→ **Exercise aim**:
Search the records below for the word "type", then return every line where it appears.
### Records for this exercise ###
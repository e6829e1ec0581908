//! Snapping-subsystem error type.

use thiserror::Error;

use wd_core::CoreError;

/// Errors produced by `wd-snap`.
#[derive(Debug, Error)]
pub enum SnapError {
    /// The snapping backend (e.g. a directions API client) failed.
    #[error("snapping backend error: {0}")]
    Backend(String),

    #[error(transparent)]
    Core(#[from] CoreError),
}

pub type SnapResult<T> = Result<T, SnapError>;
###
→ **Your solution**:
//! Snapping-subsystem error type.
pub type SnapResult<T> = Result<T, SnapError>;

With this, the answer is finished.